Spiritual Abuse: Not Allowing Victims to Receive Medical or Civil Care

Abby (20:35):
Absolutely, uh, definitely was afraid to go there. They weren’t the kingdom, they were of the world, do not go down to Egypt, Isaiah says, and you are disobeying the higher laws of God to go to the world for counsel. And it was horrible. I was even, and my children, likewise, were also prevented from getting medical care because of this same issue. He would say, God’s going to heal you. You don’t need a doctor. So that conditioning and fear was there for a long, long time. And so it was a big risk for me and I had already, by the time I spoke to her, realized after many unfortunate episodes with church leaders who failed to get me the appropriate resources and addressed the real issue of our home.

I did go to this social worker; the terror of leaving an abuser, threats of murdering me, “You’ll never see your children again,” was horrible. And I thought, well, I’ll just go back. And she told me, “Abby, if you go back, I will take your children from both of you because he is abusing your entire family. You need counseling.” And I hadn’t gotten counseling at that point. It would’ve been a year and a half after separation. I didn’t know that I could trust a secular counselor. And she was extremely helpful, led me to Judith Herman’s book Trauma and Recovery, and also Lundy Bancroft. So it was good for me, but it was so hard to trust secular resources.

Learning to Trust Secular Resources after Spiritual Abuse

Anne (22:14):
Were you surprised at how helpful they were when you finally were able to do that? Were you like, wait a minute, they care about me. I mean, I just think like this whole time you’ve been trying to do what God wanted you to do. And by the way, God loves you, right? He cares about you. And yet in this system, you’re not being cared for at all.

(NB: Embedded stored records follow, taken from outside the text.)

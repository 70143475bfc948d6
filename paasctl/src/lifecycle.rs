//! Project lifecycle management.
//!
//! Owns the `CREATING -> PROVISIONING -> RUNNING <-> STOPPED -> DELETING ->
//! DELETED` state machine and coordinates the collaborators around it:
//! quota gate, cluster resolver, secret generation, tenant provisioning and
//! the provisioning backend. Every status flip is a compare-and-set UPDATE
//! committed only after the corresponding external side effect succeeded.

use sqlx::PgPool;
use std::future::Future;
use std::sync::Arc;
use tracing::{error, info, instrument, warn};

use crate::cluster::ClusterResolver;
use crate::config::{Config, SharedClusterConfig};
use crate::db::handlers::{Entitlements, Projects, Secrets};
use crate::db::models::clusters::{Cluster, ClusterStatus};
use crate::db::models::projects::{Placement, Project, ProjectCreateDBRequest, ProjectStatus};
use crate::errors::{Error, Result};
use crate::provisioner::{ProvisionError, ProvisioningBackend};
use crate::secrets::{generate_project_secrets, PortAllocator};
use crate::tenants::{tenant_db_name, tenant_role_name, TenantProvisioner};
use crate::types::{new_project_id, OrgId, ProjectId};

/// How many times a dedicated provision is retried after a port allocation
/// lost the race to a concurrently started stack.
const ALLOCATION_RETRIES: u32 = 3;

pub struct ProjectLifecycle {
    pool: PgPool,
    backend: Arc<dyn ProvisioningBackend>,
    resolver: ClusterResolver,
    tenants: TenantProvisioner,
    allocator: PortAllocator,
    shared: SharedClusterConfig,
}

In fact, you’re being dismissed. And then you go to these secular people who actually are caring for you and trying to help you and listening to you and believing you. Were you shocked? Were you like, wait a minute, I was taught these guys were bad and here they are. They’re amazing.

Abby (22:49):
I was, I mean, two episodes. First of all, the social worker was a she. She does not, did not, does not believe in God. I was really upset because I thought I was a godly person and I was being a bad example, look at my household. And she called me one afternoon. And I can’t remember the whole content, but I said, “Jenny, you do believe in God. Every single morning you put your feet on the floor. You go to work and you deliver the captives. You deliver the orphans. You are helping people in abuse. You believe in God, because that’s what he would do.”

Anne (23:24):
Hmm. What did she say to you?

Learning to Trust & Love an Atheist Social Worker After Being Spiritually Abused

Abby (23:26):
She was in shock. And then when I was with my spouse, I would cry and pray on my face and God delivered me. And you know, the truth will set you free is what kept going through my mind. And I didn’t understand why I wasn’t free. And I was accused of rebellion for running and hiding from him, which I would, would typically run and hide at a park, a local park and I was labeled rebellious. And so when I was sitting with the counselor, she said, “Abby, don’t you realize that it’s a normal response to run and hide in the park? And that’s a normal response to abnormal behavior.” And I just stared at her. You mean I’m not rebellious? I had no clue that I wasn’t rebellious for hiding from the abuse. And I would like to say two women believers, if it makes any sense to you, I believed some of the scriptures like Esther, Abigail, predominantly Old Testament scriptures that women were very subdued.


They’re very dominated in the patriarchal culture and they had to wait on God’s deliverance or at least seemingly so. And so I had adopted that, that belief system that I had to wait for God to deliver me. So I would fast, I would pray, I would lay on my face and cry and I won’t go into the whole story. But there came a moment where I prayed and I told God, I will go home. If you tell me yourself that I am not rebellious, adulterous, all the labels that he had covered me with like manure, he basically said, Nope, you gotta do this. You gotta get up. You gotta, you gotta submit to me, honor me and take the consequences. I’m like, you mean I can’t go home and, and that’s not the whole story. That’s not the intimate story behind what I’m trying to say. My deliverance came through my growing and in strength and in personal relationship with him and with other people, it didn’t come from a magical deliverance of knocking him on the head – I had to do the work.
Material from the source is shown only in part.